Due to limited resources, the territory’s government has had serious difficulties providing adequate childcare. For example, a recent report found that Nunavut’s Health and Social Services Department performed satisfactory criminal background checks on less than half of prospective foster parents. It also revealed that one third of social worker positions are vacant, meaning that some communities have no family councilors at all. Poor childcare has led to high levels of youth crime, an incidence of violent child abuse ten times higher than the rest of Canada, and a high school graduation rate of 40 percent (the national average is 75 percent).

“Our Children,” the territorial government’s new health program, intends to create a youth welfare database useful for future health care policy. Besides tracking health statistics, the program will also collect other related information, such as family income, nutrition, and home life.

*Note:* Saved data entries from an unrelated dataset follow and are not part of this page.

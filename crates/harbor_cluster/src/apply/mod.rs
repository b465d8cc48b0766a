//! Converges rendered objects against the cluster.
//!
//! ConfigMaps, Secrets, Services, Ingresses and Certificates are applied
//! concurrently first; Deployments follow once the digests of everything they
//! read are known.

use std::collections::{BTreeMap, BTreeSet};
use std::fmt::Debug;

use futures::future::join_all;
use k8s_openapi::api::apps::v1::Deployment;
use k8s_openapi::api::core::v1::{ConfigMap, Secret, Service};
use k8s_openapi::api::networking::v1::Ingress;
use k8s_openapi::NamespaceResourceScope;
use kube::api::{Api, Patch, PatchParams, PostParams};
use kube::{Client, Resource, ResourceExt};
use serde::{de::DeserializeOwned, Serialize};
use tracing::{debug, info, warn};

use crate::api::cert_manager::Certificate;
use crate::api::DEPENDENCY_CHECKSUM_ANNOTATION;
use crate::render::{DependencyKey, DesiredObject, Manifest, ManifestKind, Policy};
use crate::util::errors::{Error, Result, StdError};

pub mod checksum;
pub mod merge;

pub const FIELD_MANAGER: &str = "harbor-operator";

#[derive(Clone, Copy, Debug, PartialEq, Eq)]
pub enum Outcome {
    Created,
    Updated,
    Unchanged,
}

#[derive(Clone, Copy, Debug, Default, PartialEq, Eq)]
pub struct Tally {
    pub created: usize,
    pub updated: usize,
    pub unchanged: usize,
    pub failed: usize,
}

#[derive(Debug)]
pub struct ApplyReport {
    pub tallies: BTreeMap<ManifestKind, Tally>,
    /// `Kind/name` of every object that failed, with the error.
    pub errors: Vec<(String, Error)>,
    /// Every applied Deployment reports as many available replicas as desired.
    pub deployments_ready: bool,
}

impl Default for ApplyReport {
    fn default() -> Self {
        Self {
            tallies: BTreeMap::new(),
            errors: Vec::new(),
            deployments_ready: true,
        }
    }
}

impl ApplyReport {
    fn record(&mut self, kind: ManifestKind, name: String, result: Result<Outcome>) {
        let tally = self.tallies.entry(kind).or_default();
        match result {
            Ok(Outcome::Created) => tally.created += 1,
            Ok(Outcome::Updated) => tally.updated += 1,
            Ok(Outcome::Unchanged) => tally.unchanged += 1,
            Err(error) => {
                tally.failed += 1;
                warn!(%kind, name, %error, "failed to apply object");
                self.errors.push((format!("{kind}/{name}"), error));
            }
        }
    }

    fn skip(&mut self, kind: ManifestKind) {
        self.tallies.entry(kind).or_default().failed += 1;
    }

    pub fn is_success(&self) -> bool {
        self.errors.is_empty() && self.tallies.values().all(|t| t.failed == 0)
    }

    pub fn first_error(&self) -> Option<&(String, Error)> {
        self.errors.first()
    }

    /// Whether retrying the same pass may succeed.
    pub fn is_transient(&self) -> bool {
        self.errors.iter().any(|(_, e)| e.is_transient())
    }

    pub fn changed(&self) -> usize {
        self.tallies.values().map(|t| t.created + t.updated).sum()
    }

    pub fn summary(&self) -> String {
        self.tallies
            .iter()
            .map(|(kind, t)| {
                format!(
                    "{kind}: {} created, {} updated, {} unchanged, {} failed",
                    t.created, t.updated, t.unchanged, t.failed
                )
            })
            .collect::<Vec<_>>()
            .join("; ")
    }
}

#[derive(Clone)]
pub struct Applier {
    client: Client,
}

impl Applier {
    pub fn new(client: Client) -> Self {
        Self { client }
    }

    fn api<K>(&self, namespace: &str) -> Api<K>
    where
        K: Resource<DynamicType = (), Scope = NamespaceResourceScope>,
    {
        Api::namespaced(self.client.clone(), namespace)
    }

    /// Applies `objects` on behalf of `owner`, which becomes their controller.
    pub async fn apply<K>(&self, owner: &K, objects: Vec<DesiredObject>) -> ApplyReport
    where
        K: Resource<DynamicType = ()>,
    {
        let mut report = ApplyReport::default();
        let Some(owner_ref) = owner.controller_owner_ref(&()) else {
            report.errors.push((
                owner.name_any(),
                StdError::MetadataMissing("owner has no uid".to_string()).into(),
            ));
            return report;
        };
        let namespace = owner.namespace().unwrap_or_default();

        let (deployments, others): (Vec<_>, Vec<_>) = objects
            .into_iter()
            .map(|mut object| {
                let meta = object.manifest.meta_mut();
                meta.owner_references = Some(vec![owner_ref.clone()]);
                meta.namespace.get_or_insert_with(|| namespace.clone());
                object
            })
            .partition(|object| object.kind() == ManifestKind::Deployment);

        let results = join_all(others.into_iter().map(|object| async move {
            let kind = object.kind();
            let name = object.name();
            let key = object.dependency_key();
            (kind, name, key, self.apply_manifest(object).await)
        }))
        .await;

        let mut digests = BTreeMap::new();
        let mut failed = BTreeSet::new();
        for (kind, name, key, result) in results {
            match result {
                Ok((outcome, digest)) => {
                    if let (Some(key), Some(digest)) = (key, digest) {
                        digests.insert(key, digest);
                    }
                    report.record(kind, name, Ok(outcome));
                }
                Err(error) => {
                    failed.extend(key);
                    report.record(kind, name, Err(error));
                }
            }
        }

        let digests = &digests;
        let failed = &failed;
        let results = join_all(deployments.into_iter().map(|object| async move {
            let name = object.name();
            if let Some(dependency) = object.dependencies.iter().find(|d| failed.contains(*d)) {
                warn!(deployment = name, %dependency, "skipping deployment, a dependency failed");
                return (name, None);
            }
            let result = self.apply_deployment(object, digests).await;
            (name, Some(result))
        }))
        .await;

        for (name, result) in results {
            match result {
                None => {
                    report.deployments_ready = false;
                    report.skip(ManifestKind::Deployment);
                }
                Some(Ok((outcome, available))) => {
                    report.deployments_ready &= available;
                    report.record(ManifestKind::Deployment, name, Ok(outcome));
                }
                Some(Err(error)) => {
                    report.deployments_ready = false;
                    report.record(ManifestKind::Deployment, name, Err(error));
                }
            }
        }

        debug!(summary = report.summary(), "apply finished");
        report
    }

    /// Applies a non-Deployment object, returning the digest Deployments pin for it.
    async fn apply_manifest(&self, object: DesiredObject) -> Result<(Outcome, Option<String>)> {
        let namespace = object.manifest.meta().namespace.clone().unwrap_or_default();
        let policy = object.policy;
        match object.manifest {
            Manifest::ConfigMap(desired) => {
                let rendered = checksum::config_map_digest(&desired);
                let (outcome, live) = apply_object(&self.api(&namespace), desired, policy).await?;
                let digest = match policy {
                    Policy::Converge => rendered,
                    Policy::CreateOnly => checksum::config_map_digest(&live),
                };
                Ok((outcome, Some(digest)))
            }
            Manifest::Secret(desired) => {
                let rendered = checksum::secret_digest(&desired);
                let (outcome, live) = apply_object(&self.api(&namespace), desired, policy).await?;
                let digest = match policy {
                    Policy::Converge => rendered,
                    Policy::CreateOnly => checksum::secret_digest(&live),
                };
                Ok((outcome, Some(digest)))
            }
            Manifest::Service(desired) => {
                let (outcome, _) = apply_object::<Service>(&self.api(&namespace), desired, policy).await?;
                Ok((outcome, None))
            }
            Manifest::Ingress(desired) => {
                let (outcome, _) = apply_object::<Ingress>(&self.api(&namespace), desired, policy).await?;
                Ok((outcome, None))
            }
            Manifest::Certificate(desired) => {
                let (outcome, _) =
                    apply_object::<Certificate>(&self.api(&namespace), desired, policy).await?;
                Ok((outcome, None))
            }
            Manifest::Deployment(desired) => {
                let (outcome, _) =
                    apply_object::<Deployment>(&self.api(&namespace), desired, policy).await?;
                Ok((outcome, None))
            }
        }
    }

    /// Pins the dependency checksum into the pod template, then applies.
    async fn apply_deployment(
        &self,
        object: DesiredObject,
        digests: &BTreeMap<DependencyKey, String>,
    ) -> Result<(Outcome, bool)> {
        let namespace = object.manifest.meta().namespace.clone().unwrap_or_default();
        let name = object.name();
        let policy = object.policy;

        let mut pinned = BTreeMap::new();
        for key in &object.dependencies {
            let digest = match digests.get(key) {
                Some(digest) => digest.clone(),
                None => self.live_digest(&namespace, key).await?,
            };
            pinned.insert(key.clone(), digest);
        }

        let Manifest::Deployment(mut desired) = object.manifest else {
            return Err(StdError::InvalidArgument(format!("{name} is not a Deployment")).into());
        };
        if let Some(spec) = desired.spec.as_mut() {
            spec.template
                .metadata
                .get_or_insert_with(Default::default)
                .annotations
                .get_or_insert_with(BTreeMap::new)
                .insert(
                    DEPENDENCY_CHECKSUM_ANNOTATION.to_string(),
                    checksum::combine(&pinned),
                );
        }

        let (outcome, live) = apply_object(&self.api(&namespace), desired, policy).await?;
        Ok((outcome, is_available(&live)))
    }

    /// Digest of a dependency the current pass does not render.
    async fn live_digest(&self, namespace: &str, key: &DependencyKey) -> Result<String> {
        let digest = match key.kind {
            ManifestKind::ConfigMap => self
                .api::<ConfigMap>(namespace)
                .get_opt(&key.name)
                .await?
                .map(|cm| checksum::config_map_digest(&cm)),
            ManifestKind::Secret => self
                .api::<Secret>(namespace)
                .get_opt(&key.name)
                .await?
                .map(|secret| checksum::secret_digest(&secret)),
            other => {
                return Err(StdError::InvalidArgument(format!("{other} cannot be a dependency")).into())
            }
        };
        Ok(digest.unwrap_or_else(|| checksum::ABSENT.to_string()))
    }
}

pub fn is_available(deployment: &Deployment) -> bool {
    let desired = deployment
        .spec
        .as_ref()
        .and_then(|spec| spec.replicas)
        .unwrap_or(1);
    let available = deployment
        .status
        .as_ref()
        .and_then(|status| status.available_replicas)
        .unwrap_or(0);
    available >= desired
}

/// Create-or-update of a single object.
///
/// Existing objects whose live state already contains every rendered field
/// are left alone, so a converged cluster sees no writes.
pub async fn apply_object<K>(api: &Api<K>, desired: K, policy: Policy) -> Result<(Outcome, K)>
where
    K: Resource<DynamicType = ()> + Clone + Debug + Serialize + DeserializeOwned,
{
    let name = desired.name_any();
    let kind = K::kind(&());

    match api.get_opt(&name).await? {
        None => {
            info!("Creating {} '{}'", kind, name);
            let created = api.create(&PostParams::default(), &desired).await?;
            Ok((Outcome::Created, created))
        }
        Some(live) if policy == Policy::CreateOnly => Ok((Outcome::Unchanged, live)),
        Some(live) => {
            if merge::contains(&serde_json::to_value(&live)?, &serde_json::to_value(&desired)?) {
                return Ok((Outcome::Unchanged, live));
            }
            info!("Updating {} '{}'", kind, name);
            let patched = api
                .patch(
                    &name,
                    &PatchParams::apply(FIELD_MANAGER).force(),
                    &Patch::Apply(&desired),
                )
                .await?;
            Ok((Outcome::Updated, patched))
        }
    }
}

While other places in Canada have been using such systems for decades, Nunavut’s program will track children for much longer, following them from when they are in the womb until they are school-aged.

However, comments on a news article about the new system cast doubts about the government’s ability to solve Nunavut’s health problems. Some readers, apparently residents of Nunavut, were concerned about privacy, while others worried that the government would be too incompetent to administrate “Our Children” effectively. One reader wrote, “I know that sounds simple but they are talking about Nunavut, it’s like the Bermuda Triangle for information, stuff goes in and gets written down but it never leaves and nobody can ever find it.”